■ **To do**:
Pick out every line in the data below that holds "unwrap".

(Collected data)
use std::fmt;
use std::str::FromStr;

use serde::{Deserialize, Serialize};

/// The datasets a pipeline run pulls, in processing order.
#[derive(Clone, Copy, Debug, PartialEq, Eq, Hash, PartialOrd, Ord, Serialize, Deserialize)]
#[serde(rename_all = "lowercase")]
pub enum DatasetKind {
    Market,
    News,
}

impl DatasetKind {
    /// Every kind, in the order the orchestrator processes them.
    pub const ALL: [DatasetKind; 2] = [DatasetKind::Market, DatasetKind::News];

    pub fn as_str(&self) -> &'static str {
        match self {
            DatasetKind::Market => "market",
            DatasetKind::News => "news",
        }
    }

    /// Source tag stamped on rows that came from the live API.
    pub fn live_source(&self) -> &'static str {
        match self {
            DatasetKind::Market => "market_api",
            DatasetKind::News => "news_api",
        }
    }

    /// Source tag stamped on rows generated by the fallback dataset.
    pub fn fallback_source(&self) -> &'static str {
        match self {
            DatasetKind::Market => "market_fallback",
            DatasetKind::News => "news_fallback",
        }
    }

    /// Storage table holding this dataset.
    pub fn table_name(&self) -> &'static str {
        match self {
            DatasetKind::Market => "market_data",
            DatasetKind::News => "news_data",
        }
    }
}

impl fmt::Display for DatasetKind {
    fn fmt(&self, f: &mut fmt::Formatter<'_>) -> fmt::Result {
        f.write_str(self.as_str())
    }
}

#[derive(Debug, Clone, PartialEq, Eq, thiserror::Error)]
#[error("unknown dataset kind '{0}' (expected 'market' or 'news')")]
pub struct ParseDatasetKindError(pub String);

impl FromStr for DatasetKind {
    type Err = ParseDatasetKindError;

    fn from_str(s: &str) -> Result<Self, Self::Err> {
        match s.trim().to_ascii_lowercase().as_str() {
            "market" => Ok(DatasetKind::Market),
            "news" => Ok(DatasetKind::News),
            other => Err(ParseDatasetKindError(other.to_string())),
        }
    }
}
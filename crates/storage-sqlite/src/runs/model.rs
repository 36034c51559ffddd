//! Database model for pipeline runs.

use chrono::{DateTime, SecondsFormat, Utc};
use diesel::prelude::*;
use std::str::FromStr;

use crate::errors::StorageError;
use tickerwire_core::runs::{PipelineRun, RunStatus};

/// Database model for a run ledger row. Times are RFC 3339 UTC text.
#[derive(Queryable, Identifiable, Insertable, AsChangeset, Selectable, PartialEq, Debug, Clone)]
#[diesel(table_name = crate::schema::pipeline_metadata)]
#[diesel(primary_key(run_id))]
#[diesel(treat_none_as_null = true)]
#[diesel(check_for_backend(diesel::sqlite::Sqlite))]
pub struct PipelineRunDB {
    pub run_id: String,
    pub start_time: String,
    pub end_time: Option<String>,
    pub status: String,
    pub market_records_processed: i64,
    pub news_records_processed: i64,
    pub error_message: Option<String>,
}

impl From<&PipelineRun> for PipelineRunDB {
    fn from(run: &PipelineRun) -> Self {
        Self {
            run_id: run.run_id.clone(),
            start_time: format_time(&run.start_time),
            end_time: run.end_time.as_ref().map(format_time),
            status: run.status.as_str().to_string(),
            market_records_processed: run.market_records_processed,
            news_records_processed: run.news_records_processed,
            error_message: run.error_message.clone(),
        }
    }
}

impl TryFrom<PipelineRunDB> for PipelineRun {
    type Error = StorageError;

    fn try_from(db: PipelineRunDB) -> Result<Self, Self::Error> {
        let status = RunStatus::from_str(&db.status)
            .map_err(|_| StorageError::Decode(format!("status '{}'", db.status)))?;
        Ok(Self {
            start_time: parse_time(&db.start_time)?,
            end_time: db.end_time.as_deref().map(parse_time).transpose()?,
            run_id: db.run_id,
            status,
            market_records_processed: db.market_records_processed,
            news_records_processed: db.news_records_processed,
            error_message: db.error_message,
        })
    }
}

fn format_time(time: &DateTime<Utc>) -> String {
    time.to_rfc3339_opts(SecondsFormat::Secs, true)
}

fn parse_time(value: &str) -> Result<DateTime<Utc>, StorageError> {
    DateTime::parse_from_rfc3339(value)
        .map(|dt| dt.with_timezone(&Utc))
        .map_err(|e| StorageError::Decode(format!("run time '{}': {}", value, e)))
}

#[cfg(test)]
mod tests {
    use super::*;
    use tickerwire_core::runs::RunCounts;

    #[test]
    fn test_finalized_run_round_trips_through_row() {
        let mut run = PipelineRun::new();
        run.advance(RunStatus::Reporting).unwrap();
        run.finalize(
            RunStatus::PartialFailure,
            RunCounts { market: 2, news: 3 },
            Some("reporting: disk full".to_string()),
        )
        .unwrap();

        let row = PipelineRunDB::from(&run);
        assert_eq!(row.status, "PARTIAL_FAILURE");
        assert!(row.start_time.ends_with('Z'));

        let back = PipelineRun::try_from(row).unwrap();
        assert_eq!(back, run);
    }

    #[test]
    fn test_unknown_status_is_decode_error() {
        let mut row = PipelineRunDB::from(&PipelineRun::new());
        row.status = "PAUSED".to_string();
        assert!(matches!(
            PipelineRun::try_from(row),
            Err(StorageError::Decode(_))
        ));
    }
}
//! Orchestrator: drives fetch → clean → store → report for one run.
//!
//! ```text
//! SourceAdapter (market, news) → cleaner → PipelineStore::upsert
//!                                              ↓
//!                      reporter ← PipelineStore::query (read-back)
//! ```
//!
//! The run ledger row is advanced through [`RunStatus`](crate::runs::RunStatus) as
//! each stage begins and finalized exactly once.

mod pipeline_model;
mod pipeline_service;
mod source;

#[cfg(test)]
mod pipeline_service_tests;

pub use pipeline_model::{DatasetOutcome, RunOptions, RunOutcome, StageFailure};
pub use pipeline_service::PipelineService;
pub use source::SourceAdapter;
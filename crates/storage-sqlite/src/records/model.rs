//! Database models for market and news records.

use diesel::prelude::*;
use rust_decimal::Decimal;
use std::str::FromStr;

use crate::errors::StorageError;
use tickerwire_core::records::{FetchTimestamp, MarketRecord, NewsRecord};

/// Database model for market snapshots. Decimals are stored as TEXT.
#[derive(Queryable, Selectable, Insertable, Debug, Clone, PartialEq)]
#[diesel(table_name = crate::schema::market_data)]
#[diesel(check_for_backend(diesel::sqlite::Sqlite))]
pub struct MarketDataDB {
    pub id: String,
    pub symbol: String,
    pub name: String,
    pub current_price: String,
    pub market_cap: String,
    pub total_volume: String,
    pub price_change_24h: String,
    pub price_change_percentage_24h: String,
    pub high_24h: String,
    pub low_24h: String,
    pub fetch_timestamp: String,
    pub data_source: String,
}

/// Database model for news articles.
#[derive(Queryable, Selectable, Insertable, Debug, Clone, PartialEq)]
#[diesel(table_name = crate::schema::news_data)]
#[diesel(check_for_backend(diesel::sqlite::Sqlite))]
pub struct NewsDataDB {
    pub title: String,
    pub description: String,
    pub author: String,
    pub content: String,
    pub source_id: String,
    pub source_name: String,
    pub publishedat: String,
    pub fetch_timestamp: String,
    pub data_source: String,
}

impl From<&MarketRecord> for MarketDataDB {
    fn from(record: &MarketRecord) -> Self {
        Self {
            id: record.id.clone(),
            symbol: record.symbol.clone(),
            name: record.name.clone(),
            current_price: record.current_price.to_string(),
            market_cap: record.market_cap.to_string(),
            total_volume: record.total_volume.to_string(),
            price_change_24h: record.price_change_24h.to_string(),
            price_change_percentage_24h: record.price_change_percentage_24h.to_string(),
            high_24h: record.high_24h.to_string(),
            low_24h: record.low_24h.to_string(),
            fetch_timestamp: record.fetch_timestamp.to_string(),
            data_source: record.data_source.clone(),
        }
    }
}

impl TryFrom<MarketDataDB> for MarketRecord {
    type Error = StorageError;

    fn try_from(db: MarketDataDB) -> Result<Self, Self::Error> {
        Ok(Self {
            current_price: decimal("current_price", &db.current_price)?,
            market_cap: decimal("market_cap", &db.market_cap)?,
            total_volume: decimal("total_volume", &db.total_volume)?,
            price_change_24h: decimal("price_change_24h", &db.price_change_24h)?,
            price_change_percentage_24h: decimal(
                "price_change_percentage_24h",
                &db.price_change_percentage_24h,
            )?,
            high_24h: decimal("high_24h", &db.high_24h)?,
            low_24h: decimal("low_24h", &db.low_24h)?,
            fetch_timestamp: timestamp(&db.fetch_timestamp)?,
            id: db.id,
            symbol: db.symbol,
            name: db.name,
            data_source: db.data_source,
        })
    }
}

impl From<&NewsRecord> for NewsDataDB {
    fn from(record: &NewsRecord) -> Self {
        Self {
            title: record.title.clone(),
            description: record.description.clone(),
            author: record.author.clone(),
            content: record.content.clone(),
            source_id: record.source_id.clone(),
            source_name: record.source_name.clone(),
            publishedat: record.publishedat.clone(),
            fetch_timestamp: record.fetch_timestamp.to_string(),
            data_source: record.data_source.clone(),
        }
    }
}

impl TryFrom<NewsDataDB> for NewsRecord {
    type Error = StorageError;

    fn try_from(db: NewsDataDB) -> Result<Self, Self::Error> {
        Ok(Self {
            fetch_timestamp: timestamp(&db.fetch_timestamp)?,
            title: db.title,
            description: db.description,
            author: db.author,
            content: db.content,
            source_id: db.source_id,
            source_name: db.source_name,
            publishedat: db.publishedat,
            data_source: db.data_source,
        })
    }
}

fn decimal(column: &str, value: &str) -> Result<Decimal, StorageError> {
    Decimal::from_str(value)
        .map_err(|e| StorageError::Decode(format!("{} '{}': {}", column, value, e)))
}

fn timestamp(value: &str) -> Result<FetchTimestamp, StorageError> {
    FetchTimestamp::from_str(value)
        .map_err(|e| StorageError::Decode(format!("fetch_timestamp '{}': {}", value, e)))
}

■ **Answer below**:
        run.advance(RunStatus::Reporting).unwrap();
        .unwrap();
        let back = PipelineRun::try_from(row).unwrap();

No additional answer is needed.